--- DATA Enclosed Below ---

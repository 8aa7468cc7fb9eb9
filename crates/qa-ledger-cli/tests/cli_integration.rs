use std::ffi::OsStr;
use std::fs;
use std::path::{Path, PathBuf};
use std::process::{Command, Output};
use std::time::{SystemTime, UNIX_EPOCH};

use serde_json::Value;

fn unique_temp_dir(prefix: &str) -> PathBuf {
    let now = SystemTime::now()
        .duration_since(UNIX_EPOCH)
        .unwrap_or_else(|err| panic!("clock should be >= UNIX_EPOCH: {err}"))
        .as_nanos();
    let dir = std::env::temp_dir().join(format!("{prefix}-{now}"));
    fs::create_dir_all(&dir)
        .unwrap_or_else(|err| panic!("failed to create temp dir {}: {err}", dir.display()));
    dir
}

fn run_qal<I, S>(args: I) -> Output
where
    I: IntoIterator<Item = S>,
    S: AsRef<OsStr>,
{
    Command::new(env!("CARGO_BIN_EXE_qal"))
        .args(args)
        .output()
        .unwrap_or_else(|err| panic!("failed to execute qal binary: {err}"))
}

fn parse_stdout(output: &Output) -> Value {
    let stdout = String::from_utf8_lossy(&output.stdout).trim().to_string();
    serde_json::from_str(&stdout)
        .unwrap_or_else(|err| panic!("stdout is not valid JSON: {err}\nstdout:\n{stdout}"))
}

fn run_json<I, S>(args: I) -> Value
where
    I: IntoIterator<Item = S>,
    S: AsRef<OsStr>,
{
    let output = run_qal(args);
    if !output.status.success() {
        let stdout = String::from_utf8_lossy(&output.stdout);
        let stderr = String::from_utf8_lossy(&output.stderr);
        panic!(
            "qal command failed (status={}):\nstdout:\n{}\nstderr:\n{}",
            output.status, stdout, stderr
        );
    }
    parse_stdout(&output)
}

fn as_i64(value: &Value, key: &str) -> i64 {
    value
        .get(key)
        .and_then(Value::as_i64)
        .unwrap_or_else(|| panic!("missing integer field `{key}` in payload: {value}"))
}

fn as_str<'a>(value: &'a Value, key: &str) -> &'a str {
    value
        .get(key)
        .and_then(Value::as_str)
        .unwrap_or_else(|| panic!("missing string field `{key}` in payload: {value}"))
}

fn path_str(path: &Path) -> &str {
    path.to_str().unwrap_or_else(|| panic!("path should be valid UTF-8: {}", path.display()))
}

fn write_file(path: &Path, body: &str) {
    fs::write(path, body)
        .unwrap_or_else(|err| panic!("failed to write {}: {err}", path.display()));
}

const SNAPSHOT: &str = r#"{
    "system": "scale",
    "projects": [{ "key": "QA", "name": "Quality" }],
    "versions": { "QA": [{ "id": "10", "name": "1.0" }] },
    "test_cases": [
        { "key": "QA-T1", "name": "Login", "projectKey": "QA" },
        { "key": "QA-T2", "name": "Logout", "projectKey": "QA" }
    ],
    "test_runs": [
        { "key": "QA-C1", "name": "Nightly", "folder": "Regression", "projectKey": "QA", "version": "1.0" },
        { "key": "QA-C2", "name": "Exploratory", "folder": "Manual", "projectKey": "QA" }
    ],
    "executions": {
        "QA-C1": [
            { "id": 1, "testCaseKey": "QA-T1", "status": "Pass", "executedBy": "jdoe" },
            { "id": 2, "testCaseKey": "QA-T2", "status": "Fail" },
            { "id": 3, "testCaseKey": "QA-T404", "status": "Pass" }
        ],
        "QA-C2": [
            { "id": 4, "testCaseKey": "QA-T1" }
        ]
    }
}"#;

#[test]
fn db_commands_report_schema_and_integrity() {
    let dir = unique_temp_dir("qal-db");
    let db = dir.join("ledger.sqlite3");

    let status = run_json(["--db", path_str(&db), "db", "schema-version"]);
    assert_eq!(as_str(&status, "contract_version"), "cli.v1");
    assert_eq!(as_i64(&status, "current_version"), 0);

    let dry_run = run_json(["--db", path_str(&db), "db", "migrate", "--dry-run"]);
    assert_eq!(dry_run["would_apply_versions"], serde_json::json!([1]));

    let migrated = run_json(["--db", path_str(&db), "db", "migrate"]);
    assert_eq!(as_i64(&migrated, "after_version"), 1);
    assert_eq!(migrated["up_to_date"], Value::Bool(true));

    let integrity = run_json(["--db", path_str(&db), "db", "integrity-check"]);
    assert_eq!(integrity["quick_check_ok"], Value::Bool(true));
    assert_eq!(integrity["foreign_key_violations"], serde_json::json!([]));

    let _ = fs::remove_dir_all(&dir);
}

#[test]
fn sync_from_snapshot_populates_the_ledger() {
    let dir = unique_temp_dir("qal-sync");
    let db = dir.join("ledger.sqlite3");
    let snapshot = dir.join("scale.json");
    write_file(&snapshot, SNAPSHOT);

    let report = run_json(["--db", path_str(&db), "sync", "--snapshot", path_str(&snapshot)]);
    assert_eq!(as_str(&report, "contract_version"), "cli.v1");
    assert_eq!(as_str(&report, "outcome"), "completed");
    assert_eq!(as_i64(&report, "committed_executions"), 3);
    assert_eq!(as_i64(&report, "skipped_executions"), 1);

    let counts = run_json(["--db", path_str(&db), "report", "counts"]);
    let counts = &counts["counts"];
    assert_eq!(as_i64(counts, "project"), 1);
    assert_eq!(as_i64(counts, "cycle"), 2);
    assert_eq!(as_i64(counts, "execution"), 3);
    assert_eq!(as_i64(counts, "user"), 2);

    let again = run_json(["--db", path_str(&db), "sync", "--snapshot", path_str(&snapshot)]);
    assert_eq!(as_i64(&again, "committed_executions"), 3);
    let recount = run_json(["--db", path_str(&db), "report", "counts"]);
    assert_eq!(recount["counts"], *counts);

    let _ = fs::remove_dir_all(&dir);
}

#[test]
fn sync_honours_yaml_folder_scope() {
    let dir = unique_temp_dir("qal-scope");
    let db = dir.join("ledger.sqlite3");
    let snapshot = dir.join("scale.json");
    let config = dir.join("sync.yaml");
    write_file(&snapshot, SNAPSHOT);
    write_file(
        &config,
        "partition_size: 2\nworkers: 1\nprojects: [QA]\nfolder_scope:\n  scale: [Regression]\n",
    );

    let report = run_json([
        "--db",
        path_str(&db),
        "sync",
        "--snapshot",
        path_str(&snapshot),
        "--config",
        path_str(&config),
    ]);
    let units = report["units"].as_array().unwrap_or_else(|| panic!("units missing: {report}"));
    assert_eq!(units.len(), 1);
    assert_eq!(units[0]["total_partitions"], Value::from(1));

    let counts = run_json(["--db", path_str(&db), "report", "counts"]);
    assert_eq!(as_i64(&counts["counts"], "cycle"), 1);

    let _ = fs::remove_dir_all(&dir);
}

#[test]
fn invalid_config_is_rejected_before_syncing() {
    let dir = unique_temp_dir("qal-bad-config");
    let db = dir.join("ledger.sqlite3");
    let snapshot = dir.join("scale.json");
    let config = dir.join("sync.yaml");
    write_file(&snapshot, SNAPSHOT);
    write_file(&config, "partition_size: 0\n");

    let output = run_qal([
        "--db",
        path_str(&db),
        "sync",
        "--snapshot",
        path_str(&snapshot),
        "--config",
        path_str(&config),
    ]);
    assert!(!output.status.success());
    let stderr = String::from_utf8_lossy(&output.stderr);
    assert!(stderr.contains("partition_size MUST be >= 1"), "stderr:\n{stderr}");

    let _ = fs::remove_dir_all(&dir);
}

#[test]
fn failed_run_exits_non_zero_with_a_report() {
    let dir = unique_temp_dir("qal-failed");
    let db = dir.join("ledger.sqlite3");
    let snapshot = dir.join("scale.json");
    write_file(
        &snapshot,
        r#"{
            "system": "scale",
            "projects": [{ "key": "QA", "name": "Quality" }],
            "test_cases": [{ "key": "QA-T1", "projectKey": "QA" }],
            "test_runs": [{ "key": "QA-C1", "name": "Nightly", "projectKey": "QA" }],
            "executions": { "QA-C1": [{ "testCaseKey": "QA-T1" }] }
        }"#,
    );

    let output = run_qal(["--db", path_str(&db), "sync", "--snapshot", path_str(&snapshot)]);
    assert!(!output.status.success());
    let report = parse_stdout(&output);
    assert_eq!(as_str(&report, "outcome"), "failed");
    assert_eq!(report["units"][0]["status"], Value::from("failed"));

    let _ = fs::remove_dir_all(&dir);
}

#[test]
fn export_writes_manifest_and_tables() {
    let dir = unique_temp_dir("qal-export");
    let db = dir.join("ledger.sqlite3");
    let snapshot = dir.join("scale.json");
    let out = dir.join("export");
    write_file(&snapshot, SNAPSHOT);

    run_json(["--db", path_str(&db), "sync", "--snapshot", path_str(&snapshot)]);
    let exported = run_json(["--db", path_str(&db), "db", "export", "--out", path_str(&out)]);
    let files = exported["manifest"]["files"]
        .as_array()
        .unwrap_or_else(|| panic!("manifest files missing: {exported}"));
    assert_eq!(files.len(), 7);
    assert!(out.join("manifest.json").exists());
    assert!(out.join("execution.ndjson").exists());

    let _ = fs::remove_dir_all(&dir);
}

--- End of Enclosed DATA ---

## ABOUT THIS EXERCISE
All lines holding the word "Regression" must be copied from the data.

## RESPONSE
        { "key": "QA-C1", "name": "Nightly", "folder": "Regression", "projectKey": "QA", "version": "1.0" },
        "partition_size: 2\nworkers: 1\nprojects: [QA]\nfolder_scope:\n  scale: [Regression]\n",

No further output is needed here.